How we make extended hours work for us

A practice near London extended its opening hours so successfully Prime Minister Gordon Brown and health secretary Alan Johnson looked in to see how things are done. Dr Charles Alessi explains

A practice near London extended its opening hours so successfully Prime Minister Gordon Brown and health secretary Alan Johnson looked in to see how things are done. Dr Charles Alessi explains

When new arrangements for out-of-hours provision were implemented, we at the Churchill Medical Practice did not change our availability when most practices opted out. Saturday morning surgeries for emergency consultation were never stopped and we chose to opt in to out-of-hours provision, judging that this aspect of unscheduled care was best retained by the practice.

The rationale for maintaining Saturday morning access was that our population was particularly deprived (we are in receipt of level 3 deprivation payments for part of our population) and we needed to maintain access for these vulnerable patients. We are a PMS training practice with 30,000 patients and a history of innovation, one of the 2% of practices in England and Wales that holds the quality practice award.

Notwithstanding this, we operate from a converted shop. This was turned into a primary care facility and subsequently slightly extended in the late 1990s, but space has always been at a premium and attempts to interest the PCT in providing alternative enhanced accommodation were unsuccessful.

Kingston is viewed as a leafy suburb of London with low overall levels of deprivation. With the new arrangements for extended primary care services such as minor operations, in-house clinics for dermatology and managing anticoagulation and diabetes in primary care, the limitations of space within the existing infrastructure started to become more and more apparent throughout 2005 and 2006.

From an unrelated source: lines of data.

//! Member lookup over declared hierarchies, including cyclic ones.

use crate::helpers::compilation_helpers::*;
use typegraph::hir::{LookupOptions, TypeRef, instance_type};

#[test]
fn test_member_inherited_through_three_cycle() {
    let c = compile("class A : B {} class B : C {} class C : A { public int Z; }");
    assert_eq!(member_names(&c, "A", "Z"), vec!["C.Z"]);
    assert_eq!(member_names(&c, "B", "Z"), vec!["C.Z"]);
    assert!(member_names(&c, "A", "Q").is_empty());
}

#[test]
fn test_lookup_before_resolution_on_cycle() {
    let c = compile("class A : B { public int X; } class B : A { public int Y; }");
    let a = type_id(&c, "A");

    assert_eq!(member_names(&c, "A", "Y"), vec!["B.Y"]);
    assert_eq!(member_names(&c, "B", "X"), vec!["A.X"]);
    // lookup does not settle the cycle in either direction
    assert!(c.is_error_type(c.base_type(a).unwrap()));
    assert_eq!(member_names(&c, "A", "X"), vec!["A.X"]);
}

#[test]
fn test_derived_member_hides_base_member() {
    let c = compile(
        "class B { public void M() {} public int Only; }
         class D : B { public void M() {} }",
    );
    assert_eq!(member_names(&c, "D", "M"), vec!["D.M"]);
    assert_eq!(member_names(&c, "D", "Only"), vec!["B.Only"]);

    let all: Vec<String> = c
        .lookup_member_with(type_id(&c, "D"), "M", LookupOptions::all_levels())
        .into_iter()
        .map(|s| c.display_symbol(s))
        .collect();
    assert_eq!(all, vec!["D.M", "B.M"]);
}

#[test]
fn test_interface_bases_are_searched_breadth_first() {
    let c = compile(
        "interface IA { void F(); }
         interface IB { void F(); }
         interface IC : IA, IB {}",
    );
    assert_eq!(member_names(&c, "IC", "F"), vec!["IA.F", "IB.F"]);
}

#[test]
fn test_overloads_are_all_found() {
    let c = compile("class B { void M() {} void M(int a) {} } class D : B {}");
    assert_eq!(member_names(&c, "D", "M").len(), 2);
}

#[test]
fn test_lookup_on_constructed_type_substitutes_owner() {
    let c = compile("class Box<T> { public T Value; } class IntBox : Box<IntBox> {}");
    let start = instance_type(c.symbols(), type_id(&c, "IntBox"));
    let hits = c.lookup_member_in(&start, "Value", LookupOptions::default());
    assert_eq!(hits.len(), 1);
    assert_eq!(c.display(&TypeRef::Named(hits[0].owner.clone())), "Box<IntBox>");
    assert_eq!(c.display_symbol(hits[0].symbol), "Box.Value");
}

#[test]
fn test_nested_types_are_members() {
    let c = compile("class A : Missing { public class N {} }");
    assert_eq!(member_names(&c, "A", "N"), vec!["A.N"]);
    assert!(member_names(&c, "A", "Q").is_empty());
}

#[test]
fn test_nested_type_inherited_through_base() {
    let c = compile("class B { public class N {} } class D : B {}");
    assert_eq!(member_names(&c, "D", "N"), vec!["B.N"]);
}

#[test]
fn test_members_of_core_object_are_empty() {
    let c = compile("class A {}");
    assert!(member_names(&c, "A", "ToString").is_empty());
}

By the beginning of 2007 our ability to offer access was about to fail. Also patients were blocking the phone systems once the phones became operative, given the limited hours of availability. We determined that there was only one way for us to manage the requirements for access and that was by extending hours of availability. In essence this gave us more space without the need for a new building.

Result of extended hours

We now offer services to patients from 8am to 8pm weekdays, when the full complement of services within the medical centre is available for patients. Our Saturday services run between 9am to 12.30pm and we offer a two-doctor, one-nurse, booked and open access service.

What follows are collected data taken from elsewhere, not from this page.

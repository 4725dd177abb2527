//! Helpers for building compilations from source and querying them by name.

use typegraph::base::FileId;
use typegraph::hir::{Compilation, CompilationOptions, TypeId};
use typegraph::syntax::DeclarationTable;

/// Builds a compilation over a single source file.
pub fn compile(source: &str) -> Compilation {
    compile_with(source, CompilationOptions::default())
}

/// Builds a compilation over a single source file with custom options.
pub fn compile_with(source: &str, options: CompilationOptions) -> Compilation {
    compile_files_with(&[source], options)
}

/// Builds a compilation over several files, numbered in order.
pub fn compile_files(sources: &[&str]) -> Compilation {
    compile_files_with(sources, CompilationOptions::default())
}

pub fn compile_files_with(sources: &[&str], options: CompilationOptions) -> Compilation {
    let mut decls = DeclarationTable::new();
    for (index, source) in sources.iter().enumerate() {
        if let Err(err) = decls.add_source(FileId::new(index as u32), source) {
            panic!("parse error in file {index}: {err}\n{source}");
        }
    }
    Compilation::new(&decls, options)
}

/// Looks a type up by dotted name; `List<>` / `Map<,>` select generic arity.
pub fn type_id(compilation: &Compilation, name: &str) -> TypeId {
    let (path, arity) = match name.strip_suffix('>').and_then(|n| n.split_once('<')) {
        Some((path, commas)) => (path, commas.matches(',').count() + 1),
        None => (name, 0),
    };
    compilation
        .find_type(path, arity)
        .unwrap_or_else(|| panic!("type '{name}' not declared"))
}

/// Rendered cycle-checked base of `name`.
pub fn base_name(compilation: &Compilation, name: &str) -> Option<String> {
    let ty = type_id(compilation, name);
    compilation.base_type(ty).map(|b| compilation.display(b))
}

/// Rendered cycle-checked interface list of `name`.
pub fn interface_names(compilation: &Compilation, name: &str) -> Vec<String> {
    let ty = type_id(compilation, name);
    compilation
        .interfaces(ty)
        .iter()
        .map(|i| compilation.display(i))
        .collect()
}

pub fn all_interface_names(compilation: &Compilation, name: &str) -> Vec<String> {
    let ty = type_id(compilation, name);
    compilation
        .all_interfaces(ty)
        .iter()
        .map(|i| compilation.display(i))
        .collect()
}

/// Qualified names of the members `member` finds on `name`.
pub fn member_names(compilation: &Compilation, name: &str, member: &str) -> Vec<String> {
    let ty = type_id(compilation, name);
    compilation
        .lookup_member(ty, member)
        .into_iter()
        .map(|s| compilation.display_symbol(s))
        .collect()
}
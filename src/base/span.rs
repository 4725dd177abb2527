//! Byte ranges and line/column conversion.

pub use text_size::{TextRange, TextSize};

/// Zero-based line and column (column counted in bytes).
#[derive(Debug, Clone, Copy, PartialEq, Eq, PartialOrd, Ord, Hash)]
pub struct LineCol {
    pub line: u32,
    pub col: u32,
}

/// Maps byte offsets in a text to line/column positions.
#[derive(Debug, Clone, PartialEq, Eq)]
pub struct LineIndex {
    /// Offset of the first byte of every line.
    line_starts: Vec<TextSize>,
    len: TextSize,
}

impl LineIndex {
    pub fn new(text: &str) -> Self {
        let mut line_starts = vec![TextSize::from(0)];
        for (offset, byte) in text.bytes().enumerate() {
            if byte == b'\n' {
                line_starts.push(TextSize::from(offset as u32 + 1));
            }
        }
        Self {
            line_starts,
            len: TextSize::of(text),
        }
    }

    /// Convert an offset to a line/column pair. Offsets past the end clamp to it.
    pub fn line_col(&self, offset: TextSize) -> LineCol {
        let offset = offset.min(self.len);
        let line = self
            .line_starts
            .partition_point(|&start| start <= offset)
            .saturating_sub(1);
        let col = offset - self.line_starts[line];
        LineCol {
            line: line as u32,
            col: col.into(),
        }
    }

    /// Convert a line/column pair back to an offset, if the line exists.
    pub fn offset(&self, line_col: LineCol) -> Option<TextSize> {
        let start = *self.line_starts.get(line_col.line as usize)?;
        Some((start + TextSize::from(line_col.col)).min(self.len))
    }

    pub fn line_count(&self) -> usize {
        self.line_starts.len()
    }
}
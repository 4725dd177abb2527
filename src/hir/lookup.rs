//! Member lookup through the declared base hierarchy.
//!
//! Lookup walks *declared* bases (bound, not cycle-checked) level by level:
//! the base class for classes and structs, base interfaces breadth-first for
//! interfaces. A visited set of definitions bounds the walk, so lookup
//! terminates on cyclic and half-resolved hierarchies and finds members
//! inherited from the other types of a cycle.

use rustc_hash::FxHashSet;

use super::compilation::Compilation;
use super::ids::{Container, SymbolRef, TypeId};
use super::slot::ResolutionChain;
use super::types::{NamedType, instance_type};

/// How far lookup goes once a level declares the name.
#[derive(Clone, Copy, Debug, Default, PartialEq, Eq)]
pub struct LookupOptions {
    /// Keep walking past the first level that declares the name, collecting hidden members too.
    pub all_levels: bool,
}

impl LookupOptions {
    pub fn all_levels() -> Self {
        Self { all_levels: true }
    }
}

/// A member found by lookup and the (constructed) type that declares it.
#[derive(Clone, Debug, PartialEq, Eq)]
pub struct LookupHit {
    pub symbol: SymbolRef,
    pub owner: NamedType,
}

impl Compilation {
    /// Members named `name` declared on `ty` or inherited through its declared bases.
    ///
    /// Stops at the first level of the hierarchy that declares the name.
    pub fn lookup_member(&self, ty: TypeId, name: &str) -> Vec<SymbolRef> {
        self.lookup_member_with(ty, name, LookupOptions::default())
    }

    pub fn lookup_member_with(&self, ty: TypeId, name: &str, options: LookupOptions) -> Vec<SymbolRef> {
        let start = instance_type(&self.table, ty);
        self.lookup_member_in(&start, name, options)
            .into_iter()
            .map(|hit| hit.symbol)
            .collect()
    }

    /// Lookup on a constructed type; inherited owners carry the substituted type arguments.
    pub fn lookup_member_in(&self, ty: &NamedType, name: &str, options: LookupOptions) -> Vec<LookupHit> {
        let mut chain = ResolutionChain::new();
        self.walk_hierarchy(ty, name, options, &mut chain, |_| true)
    }

    /// Level-by-level walk from `start`, keeping members `accept` admits.
    pub(crate) fn walk_hierarchy(
        &self,
        start: &NamedType,
        name: &str,
        options: LookupOptions,
        chain: &mut ResolutionChain,
        accept: impl Fn(SymbolRef) -> bool,
    ) -> Vec<LookupHit> {
        let mut visited = FxHashSet::default();
        visited.insert(start.def);
        let mut level = vec![start.clone()];
        let mut hits = Vec::new();

        while !level.is_empty() {
            for owner in &level {
                for symbol in self.table.own_members(Container::Type(owner.def), name) {
                    if accept(*symbol) {
                        hits.push(LookupHit {
                            symbol: *symbol,
                            owner: owner.clone(),
                        });
                    }
                }
            }
            if !hits.is_empty() && !options.all_levels {
                break;
            }

            let mut next = Vec::new();
            for owner in &level {
                let hits_before = chain.top_hits();
                let supertypes = self.declared_supertypes(owner, chain);
                if chain.top_hits() != hits_before && owner.def != start.def {
                    // the cycle runs through the type this walk started from
                    chain.set_top_neighbor(start.def);
                }
                for supertype in supertypes {
                    if visited.insert(supertype.def) {
                        next.push(supertype);
                    }
                }
            }
            tracing::trace!(
                "[LOOKUP] '{}': {} hits, {} types on next level",
                name,
                hits.len(),
                next.len()
            );
            level = next;
        }
        hits
    }

    /// The declared base class (or, for interfaces, base interfaces) of `ty`, substituted.
    ///
    /// Empty while `ty`'s declared bases are being computed on `chain`.
    pub(crate) fn declared_supertypes(
        &self,
        ty: &NamedType,
        chain: &mut ResolutionChain,
    ) -> Vec<NamedType> {
        let Some(declared) = self.declared_slot(ty.def, chain) else {
            return Vec::new();
        };
        let subst = ty.substitution();
        let supers = if self.table.type_symbol(ty.def).is_interface() {
            declared.value.interfaces.as_slice()
        } else {
            declared.value.base.as_slice()
        };
        supers
            .iter()
            .filter_map(|t| t.as_named())
            .map(|named| subst.apply_named(named))
            .collect()
    }
}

The implications of this are that the doctors, nurses and healthcare assistants are now working shifts during the day. We break our days into around five segments and people choose which portion of the day they would like to cover. We have also employed an extra part-time PMS doctor to handle late evenings as this was a portion of the day that was proving difficult to cover.

We expected that it was going to be difficult to recruit to provide this service and were pleasantly surprised by the number and quality of the doctors who wanted to join us. We funded the part-time extra doctor ourselves. We are using extended hours as a mechanism for offering core services, given the inflexibilities of space we are working within.

We felt it appropriate we manage this enhancement to the service we provide in the same way we manage most other similar enhancements. The practice now works far more smoothly. Patients know they can be seen on the same day at any time between 8am and 8pm. Our telephone systems are now operating more effectively. There is also a tangible difference in the way consultations are being conducted. The lack of pressure associated with a more managed reception and a less crowded environment is feeding through to better and more productive consultations. Patient satisfaction has also improved.

Challenges faced – and avoided

Certainly we have had a few problems, particularly around patient expectations and availability of named doctors at specific times. It is clearly impossible for all doctors and nurses to be available throughout the entirety of the opening times on all days of opening. We feel we are making significant headway around this issue with patients. A learning point for any practice proposing to extend opening hours would be to manage this actively at the initiation of the project.

Again partners and other health professionals are not in the practice at the same time, so pooling information can be a problem. To resolve this we have initiated a series of regular meetings to ensure we get enough time to interact. We have also set up a half day away afternoon over the next few weeks as part of a rolling programme.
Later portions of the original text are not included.